San Francisco has already had an established French community long before the gold rush. After Tahiti and the Marquisas came under French rule, San Francisco became an essential port to get to French Polynesian territories. French explorers and missionaries were sent into the Pacific from here. And then, the largest migration in the history of France came when gold was discovered at Sutter’s Mill in Coloma, 1848. Unprecedented number of French people came to California.
According to Claudine Chalmers, the author of French San Francisco, San Francisco’s “Latin Quarter” emerged at the intersection of Grant Street and Broadway in the 1880s. It is called “Latin Quarter” because the area was populated mainly with Frenchmen and Italians. Chalmers wrote: “The area was filled with French hotels, restaurants, cafes, tables d’hotes, fashion stores, tailors and seamstresses, hairdressers, garages and mechanics, construction companies and laundries that remained a synonym of quality in the entire city for decades, as well as French bakeries.” French immigrant Isidore Boudin was the one who started baking sourdough French bread in 1849. He worked in a bakery on Dupont Street where he first kneaded a dough fermented with wild yeast and then formed it into the shape of a traditional French loaf. According to Chalmers, after his death in the 1890s, his wife Louise Boudin carried on the bakery business with the help of her two sons and two daughters, and eventually moved the store to 815 Broadway in the Latin Quarter just below today’s Broadway tunnel. And the rest is history.
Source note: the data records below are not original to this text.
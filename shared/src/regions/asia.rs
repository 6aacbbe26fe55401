use super::Region;

pub(super) const REGIONS: &[Region] = &[
    Region {
        id: "China",
        name: "China",
    },
    Region {
        id: "Japan",
        name: "Japan",
    },
    Region {
        id: "South Korea",
        name: "South Korea",
    },
    Region {
        id: "North Korea",
        name: "North Korea",
    },
    Region {
        id: "Mongolia",
        name: "Mongolia",
    },
    Region {
        id: "Taiwan",
        name: "Taiwan",
    },
    Region {
        id: "Indonesia",
        name: "Indonesia",
    },
    Region {
        id: "Philippines",
        name: "Philippines",
    },
    Region {
        id: "Vietnam",
        name: "Vietnam",
    },
    Region {
        id: "Thailand",
        name: "Thailand",
    },
    Region {
        id: "Myanmar",
        name: "Myanmar",
    },
    Region {
        id: "Malaysia",
        name: "Malaysia",
    },
    Region {
        id: "Cambodia",
        name: "Cambodia",
    },
    Region {
        id: "Laos",
        name: "Laos",
    },
    Region {
        id: "Singapore",
        name: "Singapore",
    },
    Region {
        id: "Brunei",
        name: "Brunei",
    },
    Region {
        id: "East Timor",
        name: "East Timor",
    },
    Region {
        id: "India",
        name: "India",
    },
    Region {
        id: "Pakistan",
        name: "Pakistan",
    },
    Region {
        id: "Bangladesh",
        name: "Bangladesh",
    },
    Region {
        id: "Sri Lanka",
        name: "Sri Lanka",
    },
    Region {
        id: "Nepal",
        name: "Nepal",
    },
    Region {
        id: "Bhutan",
        name: "Bhutan",
    },
    Region {
        id: "Afghanistan",
        name: "Afghanistan",
    },
    Region {
        id: "Maldives",
        name: "Maldives",
    },
    Region {
        id: "Kazakhstan",
        name: "Kazakhstan",
    },
    Region {
        id: "Uzbekistan",
        name: "Uzbekistan",
    },
    Region {
        id: "Turkmenistan",
        name: "Turkmenistan",
    },
    Region {
        id: "Kyrgyzstan",
        name: "Kyrgyzstan",
    },
    Region {
        id: "Tajikistan",
        name: "Tajikistan",
    },
    Region {
        id: "Turkey",
        name: "Turkey",
    },
    Region {
        id: "Iran",
        name: "Iran",
    },
    Region {
        id: "Iraq",
        name: "Iraq",
    },
    Region {
        id: "Syria",
        name: "Syria",
    },
    Region {
        id: "Lebanon",
        name: "Lebanon",
    },
    Region {
        id: "Jordan",
        name: "Jordan",
    },
    Region {
        id: "Israel",
        name: "Israel",
    },
    Region {
        id: "Palestine",
        name: "Palestine",
    },
    Region {
        id: "Saudi Arabia",
        name: "Saudi Arabia",
    },
    Region {
        id: "Yemen",
        name: "Yemen",
    },
    Region {
        id: "Oman",
        name: "Oman",
    },
    Region {
        id: "United Arab Emirates",
        name: "United Arab Emirates",
    },
    Region {
        id: "Qatar",
        name: "Qatar",
    },
    Region {
        id: "Bahrain",
        name: "Bahrain",
    },
    Region {
        id: "Kuwait",
        name: "Kuwait",
    },
    Region {
        id: "Cyprus",
        name: "Cyprus",
    },
    Region {
        id: "Northern Cyprus",
        name: "Northern Cyprus",
    },
    Region {
        id: "Armenia",
        name: "Armenia",
    },
    Region {
        id: "Azerbaijan",
        name: "Azerbaijan",
    },
    Region {
        id: "Georgia",
        name: "Georgia",
    },
    Region {
        id: "Russia",
        name: "Russia",
    },
];

pub(super) const ALIASES: &[(&str, &str)] = &[
    ("People's Republic of China", "China"),
    ("Republic of Korea", "South Korea"),
    ("Democratic People's Republic of Korea", "North Korea"),
    ("Republic of China", "Taiwan"),
    ("Burma", "Myanmar"),
    ("Timor-Leste", "East Timor"),
    ("Islamic Republic of Iran", "Iran"),
    ("Kingdom of Saudi Arabia", "Saudi Arabia"),
    ("UAE", "United Arab Emirates"),
    ("N. Cyprus", "Northern Cyprus"),
    ("Russian Federation", "Russia"),
];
The Bay Area's current French Quarter is around Belden Place where you can find a lot of cafes and bistros. This is not exactly like the one in New Orleans but it has got a good joie de vivre atmosphere.
French children learn about San Francisco through Jules Verne’s novel “Around the World in Eighty Days”. In the novel, main characters attempt to travel around the world in eighty days and San Francisco is one of the stopping over cities. It seems like the word “San Francisco” still captivates many as there are always elegantly dressed French tourists in the French Quarter.